I am in the healthcare industry and typical to the industry I have found a training culture at our organization (Here is a reference on Training Culture vs a Learning Culture). We do have some hopes of making strides towards a learning culture, but I do know that one of the most important things is a crawl walk run model….so we will do it in crawl strides.

We have batted around a few approaches and have come towards generating themes and a learning series for the year with a monthly release schedule.

But - one of the things that I thought was important was to allow people to self-enroll into elective learning and not to necessarily “push” these materials out. Where I can see merits to both? Pushing materials out has an impact on the learners transcript and has other reporting consequences. Where establishing a pull scenario is important, it has to be effective with lots of communication and call to action in peoples faces to get them going.

An initial strategy is to align towards the Manager an HTML widget dedicated to suggestive learning. And the same thing for the employee.

So I am thinking we do a “soft push”. We will make an HTML widget available with suggested materials on the front page for 1) Managers (we have a flag so we know who they are) and then 2) for all employees. Which means cooking up a little more, but that will not have the impact on the learning record like enrolling folk.

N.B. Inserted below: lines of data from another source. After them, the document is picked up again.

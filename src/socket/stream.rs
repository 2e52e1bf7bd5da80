//! Connected socket used by the transport: plain TCP or TLS over TCP.

use std::pin::Pin;
use std::task::{Context, Poll};
use tokio::io::{AsyncRead, AsyncWrite, ReadBuf};
use tokio::net::TcpStream;
use tokio_boring::SslStream;

#[derive(Debug)]
pub enum SocketType {
    Tcp(TcpStream),
    Ssl(SslStream<TcpStream>),
}

impl SocketType {
    pub fn is_tls(&self) -> bool {
        matches!(self, SocketType::Ssl(_))
    }

    /// Protocol chosen by ALPN, if any. Plain TCP never negotiates.
    pub fn negotiated_alpn(&self) -> Option<&[u8]> {
        match self {
            SocketType::Tcp(_) => None,
            SocketType::Ssl(s) => s.ssl().selected_alpn_protocol(),
        }
    }
}

impl AsyncRead for SocketType {
    fn poll_read(
        self: Pin<&mut Self>,
        cx: &mut Context<'_>,
        buf: &mut ReadBuf<'_>,
    ) -> Poll<std::io::Result<()>> {
        match self.get_mut() {
            SocketType::Tcp(s) => Pin::new(s).poll_read(cx, buf),
            SocketType::Ssl(s) => Pin::new(s).poll_read(cx, buf),
        }
    }
}

impl AsyncWrite for SocketType {
    fn poll_write(
        self: Pin<&mut Self>,
        cx: &mut Context<'_>,
        buf: &[u8],
    ) -> Poll<std::io::Result<usize>> {
        match self.get_mut() {
            SocketType::Tcp(s) => Pin::new(s).poll_write(cx, buf),
            SocketType::Ssl(s) => Pin::new(s).poll_write(cx, buf),
        }
    }

    fn poll_flush(self: Pin<&mut Self>, cx: &mut Context<'_>) -> Poll<std::io::Result<()>> {
        match self.get_mut() {
            SocketType::Tcp(s) => Pin::new(s).poll_flush(cx),
            SocketType::Ssl(s) => Pin::new(s).poll_flush(cx),
        }
    }

    fn poll_shutdown(self: Pin<&mut Self>, cx: &mut Context<'_>) -> Poll<std::io::Result<()>> {
        match self.get_mut() {
            SocketType::Tcp(s) => Pin::new(s).poll_shutdown(cx),
            SocketType::Ssl(s) => Pin::new(s).poll_shutdown(cx),
        }
    }
}
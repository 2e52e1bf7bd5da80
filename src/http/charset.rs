//! Body decoding by declared charset.
//!
//! WebForms pages are often served as `windows-1252` or `iso-8859-1`, so a
//! body is decoded with the `Content-Type` charset before it is parsed.

use encoding_rs::{Encoding, UTF_16BE, UTF_16LE, UTF_8, WINDOWS_1252};
use std::borrow::Cow;

/// The `charset` parameter of a `Content-Type` value, unquoted.
pub fn charset_param(content_type: &str) -> Option<&str> {
    content_type.split(';').skip(1).find_map(|param| {
        let (name, value) = param.split_once('=')?;
        name.trim()
            .eq_ignore_ascii_case("charset")
            .then(|| value.trim().trim_matches('"'))
    })
}

/// Whether a media type carries text.
pub fn is_text_media_type(content_type: &str) -> bool {
    let essence = content_type
        .split(';')
        .next()
        .unwrap_or_default()
        .trim()
        .to_ascii_lowercase();

    essence.is_empty()
        || essence.starts_with("text/")
        || essence.ends_with("+xml")
        || matches!(
            essence.as_str(),
            "application/xml" | "application/json" | "application/javascript"
        )
}

/// Decode a response body to text.
///
/// Returns `None` for binary bodies: a non-text media type, or a NUL byte
/// in a body that is not UTF-16. Encoding is chosen by BOM, then the
/// declared charset, then UTF-8 if the bytes are valid, then windows-1252.
/// Malformed sequences are replaced rather than rejected.
pub fn decode_body<'a>(content_type: Option<&str>, body: &'a [u8]) -> Option<Cow<'a, str>> {
    if content_type.is_some_and(|ct| !is_text_media_type(ct)) {
        return None;
    }

    let declared = content_type
        .and_then(charset_param)
        .and_then(|label| Encoding::for_label(label.as_bytes()));
    let bom = Encoding::for_bom(body).map(|(encoding, _)| encoding);

    let wide = bom
        .or(declared)
        .is_some_and(|e| e == UTF_16LE || e == UTF_16BE);
    if !wide && body.contains(&0) {
        return None;
    }

    let encoding = match declared {
        Some(encoding) => encoding,
        None if std::str::from_utf8(body).is_ok() => UTF_8,
        None => WINDOWS_1252,
    };

    // BOM sniffing happens inside decode and overrides `encoding`.
    let (text, used, had_errors) = encoding.decode(body);
    if had_errors {
        tracing::trace!(encoding = used.name(), "replaced malformed sequences in body");
    }
    Some(text)
}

We are supporting Elective Learning with an open catalog concept (98% of our catalogs any employee can view) and an HTML widget on the front page.

Some may ask what do we want our outcomes to look like.  We are looking to have 20-25% of our managers engaged by the end of this year with some of that elective learning.

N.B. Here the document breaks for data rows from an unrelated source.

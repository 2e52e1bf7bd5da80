//! Stateful form client.
//!
//! # Example
//!
//! ```rust,ignore
//! use postback::StatefulFormClient;
//!
//! let mut client = StatefulFormClient::new();
//! client.get("http://intranet/Orders.aspx", None).await?;
//! // __VIEWSTATE / __EVENTVALIDATION from the page ride along on the postback.
//! let resp = client.post("http://intranet/Orders.aspx", None).await?;
//! ```

use crate::base::neterror::NetError;
use crate::form::scanner::{HiddenFieldScanner, ScanError};
use crate::form::state::{CarriedState, HeaderPrecedence};
use crate::http::formheaders::FormHeaders;
use crate::http::request::{FormMethod, FormRequest};
use crate::http::response::HttpResponse;
use crate::transport::{HttpTransport, Transport};
use std::path::{Path, PathBuf};

/// File name of the default cookie jar, placed in the system temp directory.
pub const DEFAULT_COOKIE_JAR_FILE: &str = "postback.cookiejar";

/// Default cookie jar path: `<temp dir>/postback.cookiejar`.
pub fn default_cookie_jar() -> PathBuf {
    std::env::temp_dir().join(DEFAULT_COOKIE_JAR_FILE)
}

/// HTTP client that carries WebForms postback state between calls.
///
/// After every completed request the response body is scanned and the
/// carried state is replaced by what was found, or cleared if nothing was.
/// POST and PUT requests send the carried state as headers; GET never does.
///
/// Calls take `&mut self`: one client is one postback session. Sessions
/// shared between tasks need external serialization, e.g. a
/// `tokio::sync::Mutex`, or one client each.
#[derive(Debug, Clone)]
pub struct StatefulFormClient<T = HttpTransport> {
    transport: T,
    cookie_jar: PathBuf,
    precedence: HeaderPrecedence,
    scanner: HiddenFieldScanner,
    state: CarriedState,
}

impl Default for StatefulFormClient<HttpTransport> {
    fn default() -> Self {
        Self::new()
    }
}

impl StatefulFormClient<HttpTransport> {
    /// Create a client with default settings.
    pub fn new() -> Self {
        Self::builder().build()
    }

    /// Create a client recording `path` as its cookie jar. The file is
    /// never opened.
    pub fn with_cookie_jar(path: impl Into<PathBuf>) -> Self {
        Self::builder().cookie_jar(path).build()
    }

    /// Create a new client builder.
    pub fn builder() -> StatefulFormClientBuilder {
        StatefulFormClientBuilder::default()
    }
}

impl<T: Transport> StatefulFormClient<T> {
    /// Create a client over a custom transport with default settings.
    pub fn with_transport(transport: T) -> Self {
        StatefulFormClientBuilder::default().build_with(transport)
    }

    pub fn cookie_jar(&self) -> &Path {
        &self.cookie_jar
    }

    pub fn header_precedence(&self) -> HeaderPrecedence {
        self.precedence
    }

    pub fn transport(&self) -> &T {
        &self.transport
    }

    /// State left behind by the last completed request.
    pub fn state(&self) -> &CarriedState {
        &self.state
    }

    /// Replace the carried state, e.g. to resume a saved session.
    pub fn set_state(&mut self, state: CarriedState) {
        self.state = state;
    }

    /// Builder-style [`set_state`](Self::set_state).
    pub fn with_state(mut self, state: CarriedState) -> Self {
        self.state = state;
        self
    }

    /// Move the carried state out, leaving it empty.
    pub fn take_state(&mut self) -> CarriedState {
        std::mem::take(&mut self.state)
    }

    /// Issue a GET. Carried state is never sent.
    pub async fn get(
        &mut self,
        url: impl AsRef<str>,
        headers: Option<FormHeaders>,
    ) -> Result<HttpResponse, NetError> {
        self.request(FormMethod::Get, url, headers).await
    }

    /// Issue a POST carrying the current postback state.
    pub async fn post(
        &mut self,
        url: impl AsRef<str>,
        headers: Option<FormHeaders>,
    ) -> Result<HttpResponse, NetError> {
        self.request(FormMethod::Post, url, headers).await
    }

    /// Issue a PUT carrying the current postback state.
    pub async fn put(
        &mut self,
        url: impl AsRef<str>,
        headers: Option<FormHeaders>,
    ) -> Result<HttpResponse, NetError> {
        self.request(FormMethod::Put, url, headers).await
    }

    /// Run one request/scan cycle.
    ///
    /// Transport errors are returned unchanged and leave the carried state
    /// as it was. Once a response arrives, whatever its status, the state
    /// is reset and rebuilt from the body.
    pub async fn request(
        &mut self,
        method: FormMethod,
        url: impl AsRef<str>,
        headers: Option<FormHeaders>,
    ) -> Result<HttpResponse, NetError> {
        let url = url.as_ref();
        let mut headers = headers.unwrap_or_default();

        let injected = if method.carries_state() {
            self.state.inject_into(&mut headers, self.precedence)
        } else {
            0
        };
        tracing::debug!(
            method = %method,
            url = %url,
            injected,
            headers = headers.len(),
            "issuing form request"
        );

        let response = self
            .transport
            .send(FormRequest::new(method, url, headers))
            .await
            .map_err(|e| {
                tracing::debug!(url = %url, code = e.as_i32(), error = %e, "form request failed");
                e
            })?;

        self.state.clear();
        match self.scanner.scan_response(&response) {
            Ok(state) => {
                tracing::debug!(
                    url = %url,
                    status = %response.status(),
                    view_states = state.view_states().len(),
                    event_validation = state.event_validation().is_some(),
                    "captured postback state"
                );
                self.state = state;
            }
            Err(ScanError::NotText { content_type }) => {
                tracing::debug!(url = %url, content_type = ?content_type, "response body is not text; no postback state");
            }
        }

        Ok(response)
    }
}

/// Builder for creating a [`StatefulFormClient`].
#[derive(Debug, Default)]
pub struct StatefulFormClientBuilder {
    cookie_jar: Option<PathBuf>,
    precedence: HeaderPrecedence,
    scanner: Option<HiddenFieldScanner>,
    state: Option<CarriedState>,
}

impl StatefulFormClientBuilder {
    /// Set the cookie jar path (stored, never opened).
    pub fn cookie_jar(mut self, path: impl Into<PathBuf>) -> Self {
        self.cookie_jar = Some(path.into());
        self
    }

    /// Choose who wins a header name collision.
    pub fn header_precedence(mut self, precedence: HeaderPrecedence) -> Self {
        self.precedence = precedence;
        self
    }

    /// Set a custom hidden-field scanner.
    pub fn scanner(mut self, scanner: HiddenFieldScanner) -> Self {
        self.scanner = Some(scanner);
        self
    }

    /// Seed the carried state.
    pub fn state(mut self, state: CarriedState) -> Self {
        self.state = Some(state);
        self
    }

    /// Build the client over the network transport.
    pub fn build(self) -> StatefulFormClient<HttpTransport> {
        self.build_with(HttpTransport::new())
    }

    /// Build the client over the given transport.
    pub fn build_with<T: Transport>(self, transport: T) -> StatefulFormClient<T> {
        StatefulFormClient {
            transport,
            cookie_jar: self.cookie_jar.unwrap_or_else(default_cookie_jar),
            precedence: self.precedence,
            scanner: self.scanner.unwrap_or_default(),
            state: self.state.unwrap_or_default(),
        }
    }
}

#[cfg(test)]
mod tests {
    use super::*;
    use crate::transport::Sending;
    use http::{HeaderMap, StatusCode};
    use std::sync::{Arc, Mutex};

    /// Replies with a fixed body and records every request.
    #[derive(Clone, Default)]
    struct ScriptedTransport {
        body: Arc<Mutex<Vec<u8>>>,
        fail: Arc<Mutex<Option<NetError>>>,
        sent: Arc<Mutex<Vec<FormRequest>>>,
    }

    impl ScriptedTransport {
        fn reply(&self, body: impl Into<Vec<u8>>) {
            *self.body.lock().unwrap() = body.into();
        }

        fn last(&self) -> FormRequest {
            self.sent.lock().unwrap().last().cloned().unwrap()
        }
    }

    impl Transport for ScriptedTransport {
        fn send(&self, request: FormRequest) -> Sending {
            self.sent.lock().unwrap().push(request);
            let result = match self.fail.lock().unwrap().clone() {
                Some(err) => Err(err),
                None => Ok(HttpResponse::new(
                    StatusCode::OK,
                    HeaderMap::new(),
                    self.body.lock().unwrap().clone(),
                )),
            };
            Box::pin(std::future::ready(result))
        }
    }

    fn seeded(views: &[&str], ev: Option<&str>) -> CarriedState {
        CarriedState::from_parts(
            views.iter().map(|v| v.to_string()).collect(),
            ev.map(str::to_string),
        )
    }

    #[test]
    fn test_default_cookie_jar() {
        let client = StatefulFormClient::new();
        assert_eq!(client.cookie_jar(), default_cookie_jar().as_path());
        assert!(client.cookie_jar().ends_with(DEFAULT_COOKIE_JAR_FILE));
    }

    #[test]
    fn test_custom_cookie_jar() {
        let client = StatefulFormClient::with_cookie_jar("/tmp/customjar");
        assert_eq!(client.cookie_jar(), Path::new("/tmp/customjar"));
    }

    #[test]
    fn test_state_empty_on_init() {
        let client = StatefulFormClient::with_transport(ScriptedTransport::default());
        assert!(client.state().view_states().is_empty());
        assert!(client.state().event_validation().is_none());
        assert_eq!(client.header_precedence(), HeaderPrecedence::Caller);
    }

    #[tokio::test]
    async fn test_state_replaced_not_appended() {
        let transport = ScriptedTransport::default();
        let mut client = StatefulFormClient::with_transport(transport.clone())
            .with_state(seeded(&["old1", "old2"], Some("oldtok")));

        transport.reply(r#"<input type="hidden" name="__VIEWSTATE" value="X"/>"#);
        client.get("http://anyurl", None).await.unwrap();

        assert_eq!(client.state().view_states(), &["X"]);
        assert!(client.state().event_validation().is_none());
    }

    #[tokio::test]
    async fn test_transport_error_leaves_state() {
        let transport = ScriptedTransport::default();
        *transport.fail.lock().unwrap() = Some(NetError::ConnectionClosed);
        let mut client = StatefulFormClient::with_transport(transport.clone())
            .with_state(seeded(&["A"], None));

        let err = client.post("http://anyurl", None).await.unwrap_err();

        assert_eq!(err, NetError::ConnectionClosed);
        assert_eq!(client.state().view_states(), &["A"]);
    }

    #[tokio::test]
    async fn test_take_and_set_state() {
        let transport = ScriptedTransport::default();
        let mut client = StatefulFormClient::with_transport(transport.clone());
        client.set_state(seeded(&["A"], Some("tok")));

        let saved = client.take_state();
        assert!(client.state().is_empty());

        client.post("http://anyurl", None).await.unwrap();
        assert!(transport.last().headers.is_empty());

        client.set_state(saved);
        client.post("http://anyurl", None).await.unwrap();
        assert_eq!(transport.last().headers.get("__VIEWSTATE"), Some("A"));
        assert_eq!(transport.last().headers.get("__EVENTVALIDATION"), Some("tok"));
    }
}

I am curious about how you are approaching something similar...I know there are a few right ways - and alot of problematic ways to go about it? But if you have tackled something like this add it below...would love to “chat” about it.

Have done very similar to what you are thinking for the first phase, the big piece was to rotate those suggestions over time so that they aren’t just static. I had been working on a way to do some email campaigns based on completion of certain courses or learning plans to recommend other optional but related courses for enrollment.

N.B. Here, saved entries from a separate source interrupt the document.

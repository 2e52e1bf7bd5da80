//! Base types and error handling.
//!
//! - [`NetError`](neterror::NetError): transport error codes, modelled on Chromium's `net_error_list.h`
//! - [`IoResultExt`](context::IoResultExt): context helpers for IO failures

pub mod context;
pub mod neterror;
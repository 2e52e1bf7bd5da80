//! HTTP Response with a fully buffered body.

use crate::base::neterror::NetError;
use crate::http::charset::decode_body;
use bytes::Bytes;
use http::header::CONTENT_TYPE;
use http::{HeaderMap, StatusCode, Version};
use hyper::body::Incoming;
use std::borrow::Cow;

/// HTTP Response returned to callers of the form client.
///
/// The body is read to the end by the transport, so it can be scanned for
/// hidden fields and still be handed back untouched.
#[derive(Debug, Clone)]
pub struct HttpResponse {
    status: StatusCode,
    version: Version,
    headers: HeaderMap,
    body: Bytes,
    url: Option<String>,
}

impl HttpResponse {
    /// Build a response from parts. Used by transports that do not speak
    /// hyper, including test doubles.
    pub fn new(status: StatusCode, headers: HeaderMap, body: impl Into<Bytes>) -> Self {
        Self {
            status,
            version: Version::HTTP_11,
            headers,
            body: body.into(),
            url: None,
        }
    }

    /// Create from hyper Response<Incoming>, collecting the whole body.
    pub async fn from_hyper(resp: http::Response<Incoming>, url: &str) -> Result<Self, NetError> {
        use http_body_util::BodyExt;

        let (parts, body) = resp.into_parts();
        let collected = body.collect().await.map_err(|e| {
            tracing::debug!(url = %url, error = %e, "failed to read response body");
            NetError::HttpBodyError
        })?;

        Ok(Self {
            status: parts.status,
            version: parts.version,
            headers: parts.headers,
            body: collected.to_bytes(),
            url: Some(url.to_string()),
        })
    }

    /// Attach the URL the response was fetched from.
    pub fn with_url(mut self, url: impl Into<String>) -> Self {
        self.url = Some(url.into());
        self
    }

    /// Get the status code.
    pub fn status(&self) -> StatusCode {
        self.status
    }

    /// Get the HTTP version.
    pub fn version(&self) -> Version {
        self.version
    }

    /// Get a reference to the headers.
    pub fn headers(&self) -> &HeaderMap {
        &self.headers
    }

    pub fn url(&self) -> Option<&str> {
        self.url.as_deref()
    }

    /// Raw body bytes.
    pub fn body(&self) -> &Bytes {
        &self.body
    }

    /// The `Content-Type` header, if present and visible ASCII.
    pub fn content_type(&self) -> Option<&str> {
        self.headers.get(CONTENT_TYPE)?.to_str().ok()
    }

    /// Body decoded with the declared charset.
    ///
    /// Borrows when the body is already UTF-8. Binary bodies are
    /// `NetError::ContentDecodingFailed`.
    pub fn text(&self) -> Result<Cow<'_, str>, NetError> {
        decode_body(self.content_type(), &self.body).ok_or(NetError::ContentDecodingFailed)
    }

    /// Consume the response and return the body bytes.
    pub fn into_bytes(self) -> Bytes {
        self.body
    }

    /// Deserialize the body as JSON.
    #[cfg(feature = "json")]
    pub fn json<T: serde::de::DeserializeOwned>(&self) -> Result<T, NetError> {
        serde_json::from_slice(&self.body).map_err(|_| NetError::JsonParseError)
    }

    /// Turn 4xx/5xx statuses into `NetError::HttpStatus`.
    pub fn error_for_status(self) -> Result<Self, NetError> {
        if self.status.is_client_error() || self.status.is_server_error() {
            Err(NetError::HttpStatus(self.status))
        } else {
            Ok(self)
        }
    }
}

Have done very similar to what you are thinking for the first phase, the big piece was to rotate those suggestions over time so that they aren’t just static. I had been working on a way to do some email campaigns based on completion of certain courses or learning plans to recommend other optional but related courses for enrollment.

@Bfarkas - thank you for the share. I recognized - that there are gong to be some challenges with content needing a reasonable amount of rotation. Did you try or have luck with the AI suggestions?


I tried very little, and then more broadly we have had most of those things turned off so it was no longer an option, plus there were some team members with strong thoughts/wishes for what should be shown, so a content calendar was essentially made for them to update and then have it swapped out on the various persona pages. The more regular ones get handled by the email piece more regularly.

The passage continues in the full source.